◆ **What needs to be done**
What is needed is every line of the data that includes the word "ModelPricing". Please copy each one.

━━━━━━━━━━━━━━━━━━━━━━━━━━━━━━

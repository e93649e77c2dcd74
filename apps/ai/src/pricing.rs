//! Static per-model pricing and cost accounting.

use crate::transport::Usage;

/// Per-million-token prices in USD.
#[derive(Debug, Clone, Copy)]
pub struct ModelPricing {
    pub input_per_mtok: f64,
    pub output_per_mtok: f64,
}

/// Model aliases accepted from callers. Unknown aliases resolve to haiku.
const MODELS: &[(&str, &str)] = &[
    ("haiku", "claude-haiku-4-5-20251001"),
    ("sonnet", "claude-sonnet-4-5-20250929"),
];

/// $/MTok pricing table. Extend by adding rows.
const PRICING: &[(&str, ModelPricing)] = &[
    (
        "claude-haiku-4-5-20251001",
        ModelPricing {
            input_per_mtok: 0.80,
            output_per_mtok: 4.00,
        },
    ),
    (
        "claude-sonnet-4-5-20250929",
        ModelPricing {
            input_per_mtok: 3.00,
            output_per_mtok: 15.00,
        },
    ),
];

pub const DEFAULT_MODEL_ID: &str = "claude-haiku-4-5-20251001";

/// Resolves a caller-facing alias ("haiku" | "sonnet") to a full model id.
pub fn resolve_model(choice: &str) -> &'static str {
    MODELS
        .iter()
        .find(|(alias, _)| *alias == choice)
        .map(|(_, id)| *id)
        .unwrap_or(DEFAULT_MODEL_ID)
}

/// Looks up pricing for a model id, falling back to the default model's entry.
pub fn pricing_for(model_id: &str) -> ModelPricing {
    PRICING
        .iter()
        .find(|(id, _)| *id == model_id)
        .or_else(|| PRICING.iter().find(|(id, _)| *id == DEFAULT_MODEL_ID))
        .map(|(_, p)| *p)
        .expect("pricing table contains the default model")
}

/// Cost of one call in USD, rounded to 6 decimal places.
pub fn cost_usd(usage: &Usage, model_id: &str) -> f64 {
    let p = pricing_for(model_id);
    let input_cost = (usage.input_tokens as f64 / 1_000_000.0) * p.input_per_mtok;
    let output_cost = (usage.output_tokens as f64 / 1_000_000.0) * p.output_per_mtok;
    round6(input_cost + output_cost)
}

fn round6(v: f64) -> f64 {
    (v * 1_000_000.0).round() / 1_000_000.0
}

#[cfg(test)]
mod tests {
    use super::*;

    #[test]
    fn test_resolve_known_aliases() {
        assert_eq!(resolve_model("haiku"), "claude-haiku-4-5-20251001");
        assert_eq!(resolve_model("sonnet"), "claude-sonnet-4-5-20250929");
    }

    #[test]
    fn test_resolve_unknown_alias_falls_back() {
        assert_eq!(resolve_model("opus"), DEFAULT_MODEL_ID);
        assert_eq!(resolve_model(""), DEFAULT_MODEL_ID);
    }

    #[test]
    fn test_one_million_each_equals_rate_sum() {
        let usage = Usage {
            input_tokens: 1_000_000,
            output_tokens: 1_000_000,
        };
        assert_eq!(cost_usd(&usage, "claude-haiku-4-5-20251001"), 0.80 + 4.00);
    }

    #[test]
    fn test_unknown_model_uses_default_pricing() {
        let usage = Usage {
            input_tokens: 500_000,
            output_tokens: 0,
        };
        assert_eq!(cost_usd(&usage, "claude-nonexistent"), 0.40);
    }

    #[test]
    fn test_rounds_to_six_decimals() {
        let usage = Usage {
            input_tokens: 1,
            output_tokens: 1,
        };
        // 0.8e-6 + 4.0e-6 = 4.8e-6 → 0.000005 after rounding
        assert_eq!(cost_usd(&usage, "claude-haiku-4-5-20251001"), 0.000005);
    }

    #[test]
    fn test_zero_usage_costs_nothing() {
        let usage = Usage {
            input_tokens: 0,
            output_tokens: 0,
        };
        assert_eq!(cost_usd(&usage, "claude-sonnet-4-5-20250929"), 0.0);
    }
}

━━━━━━━━━━━━━━━━━━━━━━━━━━━━━━

◆ **Output for this exercise**
pub struct ModelPricing {
const PRICING: &[(&str, ModelPricing)] = &[
        ModelPricing {
        ModelPricing {
pub fn pricing_for(model_id: &str) -> ModelPricing {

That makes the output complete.